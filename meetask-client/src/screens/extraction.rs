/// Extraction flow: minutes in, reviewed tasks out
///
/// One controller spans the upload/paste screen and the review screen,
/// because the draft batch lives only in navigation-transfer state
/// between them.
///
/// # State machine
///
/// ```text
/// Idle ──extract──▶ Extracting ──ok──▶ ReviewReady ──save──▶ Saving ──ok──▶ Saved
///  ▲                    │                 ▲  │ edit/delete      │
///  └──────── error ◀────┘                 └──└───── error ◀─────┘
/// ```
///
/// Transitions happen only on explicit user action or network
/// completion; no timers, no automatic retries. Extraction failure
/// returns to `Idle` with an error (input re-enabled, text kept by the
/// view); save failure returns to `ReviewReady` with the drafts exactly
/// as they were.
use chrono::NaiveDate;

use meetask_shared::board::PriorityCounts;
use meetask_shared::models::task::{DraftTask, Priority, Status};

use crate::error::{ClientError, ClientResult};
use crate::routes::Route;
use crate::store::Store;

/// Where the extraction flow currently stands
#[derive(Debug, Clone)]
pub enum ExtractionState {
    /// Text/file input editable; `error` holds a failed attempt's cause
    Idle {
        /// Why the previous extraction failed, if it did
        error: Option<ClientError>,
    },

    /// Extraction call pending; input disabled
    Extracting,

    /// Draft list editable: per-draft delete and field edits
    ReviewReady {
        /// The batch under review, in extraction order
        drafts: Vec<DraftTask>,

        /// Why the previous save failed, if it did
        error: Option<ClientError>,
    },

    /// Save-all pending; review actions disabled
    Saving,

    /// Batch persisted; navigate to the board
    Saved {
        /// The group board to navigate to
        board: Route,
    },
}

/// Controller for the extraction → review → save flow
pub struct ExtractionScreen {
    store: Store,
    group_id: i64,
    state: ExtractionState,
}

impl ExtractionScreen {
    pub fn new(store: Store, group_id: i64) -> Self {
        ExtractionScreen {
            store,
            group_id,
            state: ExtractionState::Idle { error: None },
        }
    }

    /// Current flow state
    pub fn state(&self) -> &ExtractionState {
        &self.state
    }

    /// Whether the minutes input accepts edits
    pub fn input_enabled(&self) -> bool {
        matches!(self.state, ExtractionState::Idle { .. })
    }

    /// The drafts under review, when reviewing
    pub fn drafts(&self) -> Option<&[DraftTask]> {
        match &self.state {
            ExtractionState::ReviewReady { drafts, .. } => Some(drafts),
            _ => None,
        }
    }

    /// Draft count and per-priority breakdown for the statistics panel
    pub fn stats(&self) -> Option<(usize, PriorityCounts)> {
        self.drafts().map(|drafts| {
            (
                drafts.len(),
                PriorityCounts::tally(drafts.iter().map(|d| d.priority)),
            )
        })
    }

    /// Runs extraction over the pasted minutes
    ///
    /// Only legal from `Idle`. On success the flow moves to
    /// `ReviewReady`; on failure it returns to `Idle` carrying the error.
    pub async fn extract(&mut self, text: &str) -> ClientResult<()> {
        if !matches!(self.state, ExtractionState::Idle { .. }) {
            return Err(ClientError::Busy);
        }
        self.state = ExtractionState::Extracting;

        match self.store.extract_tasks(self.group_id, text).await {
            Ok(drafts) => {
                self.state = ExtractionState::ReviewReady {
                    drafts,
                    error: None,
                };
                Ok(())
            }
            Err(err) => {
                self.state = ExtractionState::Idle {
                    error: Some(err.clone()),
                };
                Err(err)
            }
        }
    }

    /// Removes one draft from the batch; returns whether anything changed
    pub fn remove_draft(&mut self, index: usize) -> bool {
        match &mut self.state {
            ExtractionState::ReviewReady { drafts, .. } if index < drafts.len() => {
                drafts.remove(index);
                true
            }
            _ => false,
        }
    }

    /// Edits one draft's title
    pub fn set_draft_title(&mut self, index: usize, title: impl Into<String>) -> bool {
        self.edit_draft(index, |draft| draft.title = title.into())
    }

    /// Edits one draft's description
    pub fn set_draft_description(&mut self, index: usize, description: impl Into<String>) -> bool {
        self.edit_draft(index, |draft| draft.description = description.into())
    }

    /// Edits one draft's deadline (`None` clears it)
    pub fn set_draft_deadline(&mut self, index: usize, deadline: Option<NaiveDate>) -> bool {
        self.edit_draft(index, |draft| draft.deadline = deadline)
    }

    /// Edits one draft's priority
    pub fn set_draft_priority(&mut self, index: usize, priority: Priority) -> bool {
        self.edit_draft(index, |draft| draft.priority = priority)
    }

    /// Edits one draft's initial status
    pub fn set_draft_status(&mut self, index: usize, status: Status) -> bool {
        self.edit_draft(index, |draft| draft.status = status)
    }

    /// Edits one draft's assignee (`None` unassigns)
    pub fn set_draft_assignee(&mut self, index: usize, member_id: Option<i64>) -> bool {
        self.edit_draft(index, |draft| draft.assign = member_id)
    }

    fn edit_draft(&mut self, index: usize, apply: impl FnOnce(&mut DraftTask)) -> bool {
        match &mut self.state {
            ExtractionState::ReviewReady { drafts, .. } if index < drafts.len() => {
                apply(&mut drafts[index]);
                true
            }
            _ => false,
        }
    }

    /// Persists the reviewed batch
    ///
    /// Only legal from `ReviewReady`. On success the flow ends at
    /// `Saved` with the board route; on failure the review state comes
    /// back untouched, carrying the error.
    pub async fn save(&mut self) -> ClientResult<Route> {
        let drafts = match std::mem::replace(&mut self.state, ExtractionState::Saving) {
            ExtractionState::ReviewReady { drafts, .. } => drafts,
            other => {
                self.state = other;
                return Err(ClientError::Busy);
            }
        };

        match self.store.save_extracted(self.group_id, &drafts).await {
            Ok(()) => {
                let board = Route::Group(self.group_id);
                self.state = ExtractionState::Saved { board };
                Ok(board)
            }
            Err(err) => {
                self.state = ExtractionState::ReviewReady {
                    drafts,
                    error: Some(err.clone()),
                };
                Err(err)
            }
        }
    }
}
▬▬▬▬▬▬▬▬▬▬
### TASK DESCRIPTION
The required answer is the run of lines above, starting at the line with "the statistics panel" and ending at the line with "on failure it", reproduced exactly with both ends.

### RESULT
    /// Draft count and per-priority breakdown for the statistics panel
    pub fn stats(&self) -> Option<(usize, PriorityCounts)> {
        self.drafts().map(|drafts| {
            (
                drafts.len(),
                PriorityCounts::tally(drafts.iter().map(|d| d.priority)),
            )
        })
    }

    /// Runs extraction over the pasted minutes
    ///
    /// Only legal from `Idle`. On success the flow moves to
    /// `ReviewReady`; on failure it returns to `Idle` carrying the error.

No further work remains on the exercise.